[Data entries]

use std::net::SocketAddr;
use std::sync::Arc;
use std::time::Duration;

use staffpurchase_api::auth::identity::JwtVerifier;
use staffpurchase_api::config::ServerConfig;
use staffpurchase_api::router::build_app_router;
use staffpurchase_api::state::AppState;
use staffpurchase_db::seed::{seed_products, DEFAULT_PRODUCTS};
use staffpurchase_db::{MemoryStore, PgStore, ProductStore, PurchaseRequestStore, StaffStore};
use staffpurchase_events::{
    EmailConfig, EventBus, LogMailer, Mailer, NotificationDispatcher, NotificationSettings,
    ReminderScheduler, SmtpMailer, Templates,
};
use tracing_subscriber::{layer::SubscriberExt, util::SubscriberInitExt};

struct Stores {
    requests: Arc<dyn PurchaseRequestStore>,
    products: Arc<dyn ProductStore>,
    staff: Arc<dyn StaffStore>,
}

#[tokio::main]
async fn main() {
    dotenvy::dotenv().ok();

    // --- Tracing ---
    tracing_subscriber::registry()
        .with(
            tracing_subscriber::EnvFilter::try_from_default_env().unwrap_or_else(|_| {
                "staffpurchase_api=debug,staffpurchase_events=debug,tower_http=debug".into()
            }),
        )
        .with(tracing_subscriber::fmt::layer())
        .init();

    // --- Configuration ---
    let config = ServerConfig::from_env();
    tracing::info!(host = %config.host, port = %config.port, "Loaded server configuration");

    // --- Storage ---
    let stores = connect_stores().await;

    if config.seed_products {
        seed_products(stores.products.as_ref(), DEFAULT_PRODUCTS)
            .await
            .expect("Failed to seed product catalogue");
    }

    // --- Email ---
    let mailer: Arc<dyn Mailer> = match EmailConfig::from_env() {
        Some(email_config) => {
            tracing::info!(host = %email_config.smtp_host, "SMTP delivery enabled");
            Arc::new(SmtpMailer::new(email_config).expect("Invalid SMTP configuration"))
        }
        None => {
            tracing::warn!("SMTP_HOST not set, notification emails will only be logged");
            Arc::new(LogMailer)
        }
    };
    let templates = Templates::new(config.notifications.base_url.clone());

    // --- Event bus ---
    let event_bus = Arc::new(EventBus::default());

    // Spawn notification dispatcher (turns workflow events into emails).
    let dispatcher = NotificationDispatcher::new(
        Arc::clone(&mailer),
        templates.clone(),
        NotificationSettings {
            admin_email: config.notifications.admin_email.clone(),
            rebate_email: config.notifications.rebate_email.clone(),
        },
    );
    let dispatcher_handle = tokio::spawn(dispatcher.run(event_bus.subscribe()));

    // Spawn reminder scheduler (daily sweep of pending requests).
    let reminders = Arc::new(ReminderScheduler::new(
        Arc::clone(&stores.requests),
        Arc::clone(&mailer),
        templates,
        config.reminder_hour,
    ));
    let reminder_cancel = tokio_util::sync::CancellationToken::new();
    let reminder_handle = {
        let reminders = Arc::clone(&reminders);
        let cancel = reminder_cancel.clone();
        tokio::spawn(async move { reminders.run(cancel).await })
    };

    tracing::info!("Event services started (notification dispatcher, reminder scheduler)");

    // --- App state ---
    let state = AppState {
        requests: stores.requests,
        products: stores.products,
        staff: stores.staff,
        identity: Arc::new(JwtVerifier::new(config.jwt.clone())),
        config: Arc::new(config.clone()),
        event_bus: Arc::clone(&event_bus),
        reminders,
    };

    let app = build_app_router(state, &config);

    // --- Start server ---
    let addr = SocketAddr::new(
        config.host.parse().expect("Invalid HOST address"),
        config.port,
    );
    tracing::info!(%addr, "Starting server");

    let listener = tokio::net::TcpListener::bind(addr)
        .await
        .expect("Failed to bind to address");

    axum::serve(listener, app)
        .with_graceful_shutdown(shutdown_signal())
        .await
        .expect("Server error");

    // --- Post-shutdown cleanup ---
    tracing::info!("Server stopped accepting connections, cleaning up");
    let drain = Duration::from_secs(config.shutdown_timeout_secs);

    reminder_cancel.cancel();
    let _ = tokio::time::timeout(drain, reminder_handle).await;
    tracing::info!("Reminder scheduler stopped");

    // Dropping the last bus handle closes the channel; the dispatcher drains
    // what is buffered and exits.
    drop(event_bus);
    let _ = tokio::time::timeout(drain, dispatcher_handle).await;
    tracing::info!("Notification dispatcher shut down");

    tracing::info!("Graceful shutdown complete");
}

/// PostgreSQL when `DATABASE_URL` is set, otherwise an in-memory store.
async fn connect_stores() -> Stores {
    let Ok(database_url) = std::env::var("DATABASE_URL") else {
        tracing::warn!("DATABASE_URL not set, using in-memory store; data will not survive a restart");
        let store = Arc::new(MemoryStore::new());
        return Stores {
            requests: store.clone(),
            products: store.clone(),
            staff: store,
        };
    };

    let pool = staffpurchase_db::create_pool(&database_url)
        .await
        .expect("Failed to connect to database");
    tracing::info!("Database connection pool created");

    staffpurchase_db::health_check(&pool)
        .await
        .expect("Database health check failed");
    tracing::info!("Database health check passed");

    staffpurchase_db::run_migrations(&pool)
        .await
        .expect("Failed to run database migrations");
    tracing::info!("Database migrations applied");

    let store = Arc::new(PgStore::new(pool));
    Stores {
        requests: store.clone(),
        products: store.clone(),
        staff: store,
    }
}

/// Wait for a termination signal to initiate graceful shutdown.
///
/// Handles both SIGINT (Ctrl-C) and SIGTERM (on Unix).
async fn shutdown_signal() {
    let ctrl_c = async {
        tokio::signal::ctrl_c()
            .await
            .expect("Failed to install Ctrl-C handler");
    };

    #[cfg(unix)]
    let terminate = async {
        tokio::signal::unix::signal(tokio::signal::unix::SignalKind::terminate())
            .expect("Failed to install SIGTERM handler")
            .recv()
            .await;
    };

    #[cfg(not(unix))]
    let terminate = std::future::pending::<()>();

    tokio::select! {
        _ = ctrl_c => {},
        _ = terminate => {},
    }

    tracing::info!("Shutdown signal received, starting graceful shutdown");
}
//! Product catalog handlers.

use axum::extract::{Path, State};
use axum::http::StatusCode;
use axum::response::IntoResponse;
use axum::Json;
use serde::Deserialize;
use staffpurchase_core::error::CoreError;
use staffpurchase_core::types::DbId;
use staffpurchase_db::StoreError;

use crate::error::{AppError, AppResult};
use crate::middleware::rbac::RequireAdmin;
use crate::response::MessageResponse;
use crate::state::AppState;

const PRODUCT_EXISTS: &str = "Product already exists";

#[derive(Debug, Default, Deserialize)]
#[serde(default)]
pub struct CreateProduct {
    pub name: Option<String>,
}

/// GET /api/products
///
/// Public: the submission form reads the catalog. Ordered by name.
pub async fn list_products(State(state): State<AppState>) -> AppResult<impl IntoResponse> {
    let products = state.products.list().await?;
    Ok(Json(products))
}

/// POST /api/admin/products
pub async fn create_product(
    RequireAdmin(admin): RequireAdmin,
    State(state): State<AppState>,
    Json(input): Json<CreateProduct>,
) -> AppResult<impl IntoResponse> {
    let name = input.name.as_deref().map(str::trim).unwrap_or_default();
    if name.is_empty() {
        return Err(CoreError::Validation("Product name is required".into()).into());
    }

    if state.products.find_by_name(name).await?.is_some() {
        return Err(CoreError::Conflict(PRODUCT_EXISTS.into()).into());
    }

    let product = match state.products.insert(name).await {
        Ok(product) => product,
        // Lost a race with a concurrent insert of the same name.
        Err(StoreError::Duplicate(_)) => {
            return Err(AppError::Core(CoreError::Conflict(PRODUCT_EXISTS.into())))
        }
        Err(e) => return Err(e.into()),
    };

    tracing::info!(product_id = product.id, name = %product.name, admin = %admin.uid, "Product created");
    Ok((StatusCode::CREATED, Json(product)))
}

/// DELETE /api/admin/products/{id}
pub async fn delete_product(
    RequireAdmin(admin): RequireAdmin,
    State(state): State<AppState>,
    Path(id): Path<DbId>,
) -> AppResult<impl IntoResponse> {
    if !state.products.delete(id).await? {
        return Err(CoreError::NotFound("Product not found".into()).into());
    }

    tracing::info!(product_id = id, admin = %admin.uid, "Product deleted");
    Ok(Json(MessageResponse::new("Product deleted successfully")))
}
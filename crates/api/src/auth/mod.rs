//! Identity token verification.
//!
//! - [`jwt`] -- HS256 token validation (and issuance for tooling/tests).
//! - [`identity`] -- the [`identity::IdentityVerifier`] seam used by the
//!   request extractors.

pub mod identity;
pub mod jwt;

- **TASK PROMPT**: Set down the lines above as they stand, starting with the first line and ending with the line that contains "use staffpurchase_api::state::AppState;".

- **FINAL ANSWER**:
use std::net::SocketAddr;
use std::sync::Arc;
use std::time::Duration;

use staffpurchase_api::auth::identity::JwtVerifier;
use staffpurchase_api::config::ServerConfig;
use staffpurchase_api::router::build_app_router;
use staffpurchase_api::state::AppState;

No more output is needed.